[Collected data]
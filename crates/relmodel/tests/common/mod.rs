#![allow(dead_code)]

use relmodel::prelude::*;

model! {
    #[table = "node"]
    #[derive(Debug, Default, Clone, PartialEq)]
    pub struct Node {
        #[orm = "primary"]
        pub id: i64,
        pub name: String,
        #[orm = "has_one,col=related_id"]
        pub related: Related<Node>,
    }
}

model! {
    #[table = "a"]
    #[derive(Debug, Default, Clone, PartialEq)]
    pub struct A {
        #[orm = "primary,ref=a_id"]
        pub id: i64,
        pub name: String,
        #[orm = "many_to_many,table=j"]
        pub bs: RelatedMany<B>,
    }
}

model! {
    #[table = "b"]
    #[derive(Debug, Default, Clone, PartialEq)]
    pub struct B {
        #[orm = "primary,ref=b_id"]
        pub id: i64,
        pub name: String,
    }
}

model! {
    #[table = "pair"]
    #[derive(Debug, Default, Clone, PartialEq)]
    pub struct Pair {
        #[orm = "primary"]
        pub first_id: i64,
        #[orm = "primary"]
        pub second_id: i64,
        pub label: String,
    }
}

model! {
    /// An author and the books pointing back at them.
    #[table = "author"]
    #[derive(Debug, Default, Clone, PartialEq)]
    pub struct Author {
        #[orm = "primary"]
        pub id: i64,
        #[orm = "unique"]
        pub name: String,
        #[orm = "has_many"]
        pub books: RelatedMany<Book>,
    }
}

model! {
    #[table = "book"]
    #[derive(Debug, Default, Clone, PartialEq)]
    pub struct Book {
        #[orm = "primary"]
        pub id: i64,
        pub title: String,
        pub pages: i32,
        #[orm = "has_one,col=author_id"]
        pub author: Related<Author>,
    }
}

model! {
    #[table = "base_model"]
    #[derive(Debug, Default, Clone, PartialEq)]
    pub struct Base {
        #[orm = "primary"]
        pub id: i64,
        #[orm = "unique"]
        pub field: String,
    }
}

model! {
    #[table = "topic"]
    #[derive(Debug, Default, Clone, PartialEq)]
    pub struct Topic {
        #[orm = "primary,ref=topic_id"]
        pub id: i64,
        #[orm = "unique"]
        pub name: String,
    }
}

model! {
    #[table = "doc"]
    #[derive(Debug, Default, Clone, PartialEq)]
    pub struct Doc {
        #[orm = "primary,ref=doc_id"]
        pub id: i64,
        pub title: String,
        #[orm = "many_to_many,table=doc_topic,condition:kind=1"]
        pub main_topics: RelatedMany<Topic>,
        #[orm = "many_to_many,table=doc_topic,condition:kind=2"]
        pub side_topics: RelatedMany<Topic>,
        /// Kept in memory only.
        #[orm = "-"]
        pub draft: String,
        cache: Option<i64>,
    }
}

model! {
    /// Keyed by two columns, linked to cells keyed by two columns.
    #[table = "grid"]
    #[derive(Debug, Default, Clone, PartialEq)]
    pub struct Grid {
        #[orm = "primary,ref=grid_x"]
        pub x: i64,
        #[orm = "primary,ref=grid_y"]
        pub y: i64,
        pub name: String,
        #[orm = "many_to_many,table=grid_cell"]
        pub cells: RelatedMany<Cell>,
    }
}

model! {
    #[table = "cell"]
    #[derive(Debug, Default, Clone, PartialEq)]
    pub struct Cell {
        #[orm = "primary,ref=cell_line"]
        pub line: i64,
        #[orm = "primary,ref=cell_slot"]
        pub slot: i64,
        pub label: String,
    }
}

pub const SCHEMA: &str = "
    CREATE TABLE node (
        id INTEGER PRIMARY KEY,
        name TEXT NOT NULL DEFAULT '',
        related_id INTEGER REFERENCES node(id)
    );
    CREATE TABLE a (id INTEGER PRIMARY KEY, name TEXT NOT NULL DEFAULT '');
    CREATE TABLE b (id INTEGER PRIMARY KEY, name TEXT NOT NULL DEFAULT '');
    CREATE TABLE j (
        a_id INTEGER NOT NULL REFERENCES a(id),
        b_id INTEGER NOT NULL REFERENCES b(id)
    );
    CREATE TABLE j_log (op TEXT NOT NULL);
    CREATE TRIGGER j_insert AFTER INSERT ON j BEGIN INSERT INTO j_log (op) VALUES ('insert'); END;
    CREATE TRIGGER j_delete AFTER DELETE ON j BEGIN INSERT INTO j_log (op) VALUES ('delete'); END;
    CREATE TABLE pair (
        first_id INTEGER NOT NULL,
        second_id INTEGER NOT NULL,
        label TEXT NOT NULL DEFAULT '',
        PRIMARY KEY (first_id, second_id)
    );
    CREATE TABLE author (id INTEGER PRIMARY KEY, name TEXT NOT NULL UNIQUE);
    CREATE TABLE book (
        id INTEGER PRIMARY KEY,
        title TEXT NOT NULL,
        pages INTEGER NOT NULL DEFAULT 0,
        author_id INTEGER REFERENCES author(id)
    );
    CREATE TABLE base_model (id INTEGER PRIMARY KEY, field TEXT NOT NULL UNIQUE);
    CREATE TABLE topic (id INTEGER PRIMARY KEY, name TEXT NOT NULL UNIQUE);
    CREATE TABLE doc (id INTEGER PRIMARY KEY, title TEXT NOT NULL DEFAULT '');
    CREATE TABLE doc_topic (
        topic_id INTEGER NOT NULL REFERENCES topic(id),
        kind INTEGER NOT NULL,
        doc_id INTEGER NOT NULL REFERENCES doc(id)
    );
    CREATE TABLE grid (
        x INTEGER NOT NULL,
        y INTEGER NOT NULL,
        name TEXT NOT NULL DEFAULT '',
        PRIMARY KEY (x, y)
    );
    CREATE TABLE cell (
        line INTEGER NOT NULL,
        slot INTEGER NOT NULL,
        label TEXT NOT NULL DEFAULT '',
        PRIMARY KEY (line, slot)
    );
    CREATE TABLE grid_cell (
        cell_line INTEGER NOT NULL,
        cell_slot INTEGER NOT NULL,
        grid_x INTEGER NOT NULL,
        grid_y INTEGER NOT NULL
    );
    CREATE TABLE grid_cell_log (op TEXT NOT NULL);
    CREATE TRIGGER grid_cell_insert AFTER INSERT ON grid_cell
        BEGIN INSERT INTO grid_cell_log (op) VALUES ('insert'); END;
    CREATE TRIGGER grid_cell_delete AFTER DELETE ON grid_cell
        BEGIN INSERT INTO grid_cell_log (op) VALUES ('delete'); END;
";

pub fn open() -> SqliteConnection {
    let conn = SqliteConnection::open_memory().expect("open in-memory database");
    conn.execute_batch(SCHEMA).expect("create schema");
    conn
}

/// Rows of a raw query as `i64` tuples.
pub fn int_rows(conn: &SqliteConnection, sql: &str) -> Vec<Vec<i64>> {
    conn.query(&Cx::for_testing(), sql, &[])
        .expect("raw query")
        .into_iter()
        .map(|row| {
            row.values()
                .iter()
                .map(|v| v.as_i64().expect("integer column"))
                .collect()
        })
        .collect()
}

pub fn text_rows(conn: &SqliteConnection, sql: &str) -> Vec<String> {
    conn.query(&Cx::for_testing(), sql, &[])
        .expect("raw query")
        .into_iter()
        .map(|row| row.values()[0].as_str().unwrap_or_default().to_string())
        .collect()
}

▶ [Exercise requirements]
If a line in the records contains the string "title", copy it out.

▶ [Your response]
        pub title: String,
        pub title: String,
        title TEXT NOT NULL,
    CREATE TABLE doc (id INTEGER PRIMARY KEY, title TEXT NOT NULL DEFAULT '');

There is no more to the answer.